Exercise goal> Scan the entries line by line and return those with "impl".

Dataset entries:
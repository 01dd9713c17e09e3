//! Error types for dblayer

use std::time::Duration;
use thiserror::Error;

/// Result type alias for dblayer operations
pub type OrmResult<T> = Result<T, OrmError>;

/// Boxed error produced by a backend that is not PostgreSQL.
pub type BoxError = Box<dyn std::error::Error + Send + Sync + 'static>;

/// Error types for database operations
#[derive(Debug, Error)]
pub enum OrmError {
    /// Unsupported backend tag or unusable configuration
    #[error("Configuration error: {0}")]
    Config(String),

    /// Database connection error
    #[error("Connection error: {0}")]
    Connection(String),

    /// PostgreSQL query execution error, returned as reported by the server
    #[cfg(feature = "pool")]
    #[error("Query error: {0}")]
    Query(#[from] tokio_postgres::Error),

    /// Error reported by any other backend, returned unchanged
    #[error("Backend error: {0}")]
    Backend(#[source] BoxError),

    /// Row not found
    #[error("Not found: {0}")]
    NotFound(String),

    /// Row decode/mapping error
    #[error("Decode error on column '{column}': {message}")]
    Decode { column: String, message: String },

    /// Misuse of the builder (DELETE without WHERE, empty SET, mismatched batch keys, ...)
    #[error("Validation error: {0}")]
    Validation(String),

    /// A builder tried to execute without a pool or transaction bound to it
    #[error("No executor bound: {0}")]
    NoExecutor(String),

    /// The active dialect cannot express the requested operation
    #[error("Unsupported by {dialect}: {feature}")]
    Unsupported {
        dialect: &'static str,
        feature: String,
    },

    /// Serialization error
    #[error("Serialization error: {0}")]
    Serialization(String),

    /// Pool error
    #[cfg(feature = "pool")]
    #[error("Pool error: {0}")]
    Pool(String),

    /// Deadline exceeded before the statement completed
    #[error("Query timeout after {0:?}")]
    Timeout(Duration),

    /// The caller cancelled the context
    #[error("Query cancelled")]
    Cancelled,

    /// Other errors
    #[error("{0}")]
    Other(String),
}

impl OrmError {
    /// Create a decode error for a specific column
    pub fn decode(column: impl Into<String>, message: impl Into<String>) -> Self {
        Self::Decode {
            column: column.into(),
            message: message.into(),
        }
    }

    /// Create a not found error
    pub fn not_found(message: impl Into<String>) -> Self {
        Self::NotFound(message.into())
    }

    /// Create a validation error
    pub fn validation(message: impl Into<String>) -> Self {
        Self::Validation(message.into())
    }

    /// Create an unsupported-feature error for a dialect
    pub fn unsupported(dialect: &'static str, feature: impl Into<String>) -> Self {
        Self::Unsupported {
            dialect,
            feature: feature.into(),
        }
    }

    /// Wrap an error produced by a non-PostgreSQL backend.
    pub fn backend(err: impl Into<BoxError>) -> Self {
        Self::Backend(err.into())
    }

    /// Check if this is a not found error
    pub fn is_not_found(&self) -> bool {
        matches!(self, Self::NotFound(_))
    }

    /// Check if this is a timeout error
    pub fn is_timeout(&self) -> bool {
        matches!(self, Self::Timeout(_))
    }

    /// Check if the caller cancelled the operation
    pub fn is_cancelled(&self) -> bool {
        matches!(self, Self::Cancelled)
    }

    /// Check if the backend reported a unique constraint violation (SQLSTATE 23505).
    pub fn is_unique_violation(&self) -> bool {
        self.sqlstate() == Some("23505")
    }

    /// Check if the backend reported a foreign key violation (SQLSTATE 23503).
    pub fn is_foreign_key_violation(&self) -> bool {
        self.sqlstate() == Some("23503")
    }

    /// Check if the backend reported a check constraint violation (SQLSTATE 23514).
    pub fn is_check_violation(&self) -> bool {
        self.sqlstate() == Some("23514")
    }

    /// SQLSTATE code of a PostgreSQL server error, if any.
    pub fn sqlstate(&self) -> Option<&str> {
        match self {
            #[cfg(feature = "pool")]
            Self::Query(err) => err.as_db_error().map(|db| db.code().code()),
            _ => None,
        }
    }
}

#[cfg(feature = "pool")]
impl From<deadpool_postgres::PoolError> for OrmError {
    fn from(err: deadpool_postgres::PoolError) -> Self {
        Self::Pool(err.to_string())
    }
}

impl From<serde_json::Error> for OrmError {
    fn from(err: serde_json::Error) -> Self {
        Self::Serialization(err.to_string())
    }
}

#[cfg(test)]
mod tests {
    use super::*;

    #[test]
    fn cancellation_is_distinct_from_timeout() {
        let cancelled = OrmError::Cancelled;
        let timeout = OrmError::Timeout(Duration::from_millis(5));
        assert!(cancelled.is_cancelled());
        assert!(!cancelled.is_timeout());
        assert!(timeout.is_timeout());
        assert!(!timeout.is_cancelled());
    }

    #[test]
    fn non_server_errors_carry_no_sqlstate() {
        let err = OrmError::backend("disk full");
        assert_eq!(err.sqlstate(), None);
        assert!(!err.is_unique_violation());
        assert_eq!(err.to_string(), "Backend error: disk full");
    }

    #[test]
    fn unsupported_names_dialect() {
        let err = OrmError::unsupported("sqlite", "MODIFY COLUMN");
        assert_eq!(err.to_string(), "Unsupported by sqlite: MODIFY COLUMN");
    }
}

Answer for the task>
impl OrmError {
    pub fn decode(column: impl Into<String>, message: impl Into<String>) -> Self {
    pub fn not_found(message: impl Into<String>) -> Self {
    pub fn validation(message: impl Into<String>) -> Self {
    pub fn unsupported(dialect: &'static str, feature: impl Into<String>) -> Self {
    pub fn backend(err: impl Into<BoxError>) -> Self {
impl From<deadpool_postgres::PoolError> for OrmError {
impl From<serde_json::Error> for OrmError {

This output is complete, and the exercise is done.